In the present study, we biochemically purified ARIP4 protein complexes. One of the components of this protein complex was identified as p62 (also known as SQSTM1, A170, or ZIP); p62 is a well-known autophagic receptor that binds ubiquitinated proteins in the early process of autophagy23,24,25. Our biochemical and nuclear magnetic resonance (NMR) studies of the interaction between ARIP4 and p62 showed that ARIP4 binds directly to p62 through a novel interaction domain. This domain possesses a similar binding profile to that of ubiquitin for the ubiquitin-associated (UBA) domain of p62. Given that the role of autophagy in starvation response is well established26,27,28, we also examined whether ARIP4 governs p62 function under starvation conditions.
Results
Identinfication of ARIP4-binding proteins
ARIP4-containing complexes were purified from nuclear extracts of HeLa cells stably expressing FLAG-haemagglutinin (HA) epitope-tagged ARIP4 (ARIP4-FH) by FLAG immunoprecipitation followed by HA immunoprecipitation. The proteins in these isolated complexes are shown in Fig. 1A, lanes 2 and 4 (ARIP.com). Mock purification (cells not expressing exogenous proteins) did not isolate these proteins (Fig. 1A, lanes 1 and 3), suggesting that the isolated proteins are specific to ARIP4. We further analysed the isolated proteins using matrix-assisted laser desorption ionization time-of-flight mass spectrometry (MALDI-TOF MS) and identified the 54-kDa protein (Fig. 1A, lanes 2 and 4) as p6223,24,25. We also identified an 86-kDa protein as Dyrk1A22 and a 40-kDa protein as HAN11 (also known as WDR68)29,30,31.
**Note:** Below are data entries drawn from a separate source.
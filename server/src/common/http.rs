//! HTTP Client Utilities
//!
//! One shared reqwest client per process. reqwest pools connections
//! internally, so handlers clone it freely.

use std::time::Duration;

const CONNECT_TIMEOUT: Duration = Duration::from_secs(10);

/// Create the outbound HTTP client.
///
/// `timeout` bounds every upstream call end to end; no call is retried.
pub fn create_http_client(timeout: Duration) -> Result<reqwest::Client, reqwest::Error> {
    reqwest::Client::builder()
        .timeout(timeout)
        .connect_timeout(CONNECT_TIMEOUT)
        .user_agent(concat!("inbox-assist/", env!("CARGO_PKG_VERSION")))
        .build()
}
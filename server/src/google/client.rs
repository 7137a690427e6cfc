//! Google API Authenticated HTTP Client
//!
//! Injects the caller's bearer token and maps Google's REST error envelope
//! into `GoogleApiError`, keeping the HTTP status so handlers can tell an
//! expired token from a missing scope.

use reqwest::{Client, RequestBuilder, StatusCode};
use serde_json::Value;
use tracing::{debug, error, warn};

#[derive(Debug, thiserror::Error)]
pub enum GoogleApiError {
    #[error("HTTP request failed: {0}")]
    Transport(String),

    #[error("{message}")]
    Status { status: u16, message: String },

    #[error("Failed to parse JSON response: {0}")]
    Decode(String),
}

impl GoogleApiError {
    /// HTTP status returned by Google, if the request got that far.
    pub fn status(&self) -> Option<u16> {
        match self {
            GoogleApiError::Status { status, .. } => Some(*status),
            _ => None,
        }
    }
}

/// Google API HTTP client with OAuth token injection
pub struct GoogleClient {
    client: Client,
    access_token: String,
}

impl GoogleClient {
    pub fn new(client: Client, access_token: String) -> Self {
        Self {
            client,
            access_token,
        }
    }

    /// Make an authenticated GET request
    pub async fn get(&self, url: &str, query: &[(&str, String)]) -> Result<Value, GoogleApiError> {
        let builder = self
            .client
            .get(url)
            .query(query)
            .bearer_auth(&self.access_token);

        self.execute_request(builder).await
    }

    /// Make an authenticated POST request with JSON body
    pub async fn post(&self, url: &str, body: &Value) -> Result<Value, GoogleApiError> {
        let builder = self
            .client
            .post(url)
            .bearer_auth(&self.access_token)
            .json(body);

        self.execute_request(builder).await
    }

    /// Execute a request and handle Google API response patterns
    async fn execute_request(&self, builder: RequestBuilder) -> Result<Value, GoogleApiError> {
        let response = builder
            .send()
            .await
            .map_err(|e| GoogleApiError::Transport(e.to_string()))?;

        let status = response.status();
        debug!("Google API response status: {}", status);

        let body = response
            .text()
            .await
            .map_err(|e| GoogleApiError::Transport(format!("Failed to read response body: {}", e)))?;

        if status == StatusCode::TOO_MANY_REQUESTS {
            warn!("Rate limited by Google API");
            return Err(GoogleApiError::Status {
                status: status.as_u16(),
                message: "Rate limited. Please try again later.".to_string(),
            });
        }

        if !status.is_success() {
            let parsed = serde_json::from_str::<Value>(&body).unwrap_or(Value::Null);
            let message = extract_error_message(&parsed, status);
            error!("Google API error: {}", message);
            return Err(GoogleApiError::Status {
                status: status.as_u16(),
                message,
            });
        }

        if body.is_empty() {
            return Ok(Value::Object(serde_json::Map::new()));
        }

        serde_json::from_str(&body).map_err(|e| GoogleApiError::Decode(e.to_string()))
    }
}

/// Extract error message from Google API error response
///
/// Google APIs return errors as
/// `{"error": {"code": 401, "message": "...", "status": "UNAUTHENTICATED"}}`.
fn extract_error_message(response: &Value, status: StatusCode) -> String {
    if let Some(error_obj) = response.get("error") {
        if let Some(message) = error_obj.get("message").and_then(|v| v.as_str()) {
            let code = error_obj
                .get("code")
                .and_then(|v| v.as_i64())
                .unwrap_or(status.as_u16() as i64);

            return format!("Google API error {}: {}", code, message);
        }
    }

    format!("HTTP {} error", status)
}
//! Route table and rejection handling
//!
//! Every endpoint lives under `/api`. Path filters run before method
//! filters so that an unknown path is a 404 and a known path with the wrong
//! method is a 405.

pub mod ai;
pub mod auth;
pub mod common;
pub mod config;
pub mod gmail;

use std::collections::HashMap;
use std::convert::Infallible;
use std::sync::Arc;

use serde_json::json;
use tracing::debug;
use warp::http::StatusCode;
use warp::reject::{LengthRequired, MethodNotAllowed, PayloadTooLarge, UnsupportedMediaType};
use warp::reply::Response;
use warp::{Filter, Rejection};

use self::common::{json_reply, with_state, MAX_BODY_BYTES};
use super::AppState;

/// All API routes with rejections rendered as JSON.
pub fn routes(state: Arc<AppState>) -> impl Filter<Extract = (Response,), Error = Infallible> + Clone {
    let body = || warp::body::content_length_limit(MAX_BODY_BYTES).and(warp::body::bytes());
    let query = || warp::query::<HashMap<String, String>>();

    let auth_url = warp::path!("api" / "auth" / "url")
        .and(warp::get())
        .and(with_state(state.clone()))
        .then(auth::auth_url);

    let token_callback = warp::path!("api" / "token")
        .and(warp::get())
        .and(with_state(state.clone()))
        .and(query())
        .then(auth::token_callback);

    let token_exchange = warp::path!("api" / "token")
        .and(warp::post())
        .and(with_state(state.clone()))
        .and(body())
        .then(auth::token_exchange);

    let emails = warp::path!("api" / "emails")
        .and(warp::get())
        .and(with_state(state.clone()))
        .and(query())
        .then(gmail::list_emails);

    let send = warp::path!("api" / "send")
        .and(warp::post())
        .and(with_state(state.clone()))
        .and(body())
        .then(gmail::send_email);

    let summary = warp::path!("api" / "summary")
        .and(warp::post())
        .and(with_state(state.clone()))
        .and(body())
        .then(ai::summary);

    let prioritize = warp::path!("api" / "prioritize")
        .and(warp::post())
        .and(with_state(state.clone()))
        .and(body())
        .then(ai::prioritize);

    let generate = warp::path!("api" / "generate")
        .and(warp::post())
        .and(with_state(state.clone()))
        .and(body())
        .then(ai::generate);

    let debug_setup = warp::path!("api" / "debug-setup")
        .and(warp::get())
        .and(with_state(state))
        .then(config::debug_setup);

    auth_url
        .or(token_callback)
        .unify()
        .or(token_exchange)
        .unify()
        .or(emails)
        .unify()
        .or(send)
        .unify()
        .or(summary)
        .unify()
        .or(prioritize)
        .unify()
        .or(generate)
        .unify()
        .or(debug_setup)
        .unify()
        .recover(handle_rejection)
        .unify()
}

/// Render filter rejections as `{error}` JSON bodies.
///
/// Body and query problems win over a method mismatch, which wins over
/// "not found", since `or` keeps every branch's rejection.
async fn handle_rejection(err: Rejection) -> Result<Response, Infallible> {
    let (status, message) = if err.find::<PayloadTooLarge>().is_some() {
        (StatusCode::PAYLOAD_TOO_LARGE, "Request body too large")
    } else if err.find::<LengthRequired>().is_some() {
        (StatusCode::LENGTH_REQUIRED, "Content-Length required")
    } else if err.find::<UnsupportedMediaType>().is_some() {
        (StatusCode::UNSUPPORTED_MEDIA_TYPE, "Unsupported media type")
    } else if err.find::<warp::reject::InvalidQuery>().is_some() {
        (StatusCode::BAD_REQUEST, "Invalid query string")
    } else if err.find::<MethodNotAllowed>().is_some() {
        (StatusCode::METHOD_NOT_ALLOWED, "Method not allowed")
    } else if err.is_not_found() {
        (StatusCode::NOT_FOUND, "Not found")
    } else {
        (StatusCode::INTERNAL_SERVER_ERROR, "Internal server error")
    };

    debug!("Rejected request: {:?}", err);
    Ok(json_reply(&json!({ "error": message }), status))
}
Purification of ARIP4-containing complexes.
(A) FLAG-HA epitope-tagged ARIP4 (ARIP4-FH) was expressed and purified from HeLa cells by immunoprecipitation with an antibody specific to FLAG (lane 2), followed by an antibody specific to HA (lane 4). The purified proteins were resolved by NuPAGE gel electrophoresis and visualised by silver staining. As a control, a mock purification was performed on HeLa cells not expressing exogenous proteins (lanes 1 and 3). The ~54-kDa protein that directly associated with ARIP4-FH (indicated with an arrow), was identified as p62 by mass spectrometry analysis. Molecular weight standards are shown on the left. (B) FLAG-purified proteins were separated with a 10–40% glycerol gradient by centrifugation. The proteins in each fraction were purified with anti-HA antibody and the fractions (top to bottom) were resolved by NuPAGE gel electrophoresis and visualised by silver staining (upper panel) and immunoblotted with ARIP4-, p62- and Dyrk1A-specific antibodies (lower panels). (C) Interaction between endogenous p62 and ARIP4. HeLa nuclear extracts were immunoprecipitated with anti-ARIP4 antibody (A1 and A2 antibodies were produced by different rabbits) or rabbit IgG as a control. The immunoprecipitates were analysed by western blotting with the indicated antibodies.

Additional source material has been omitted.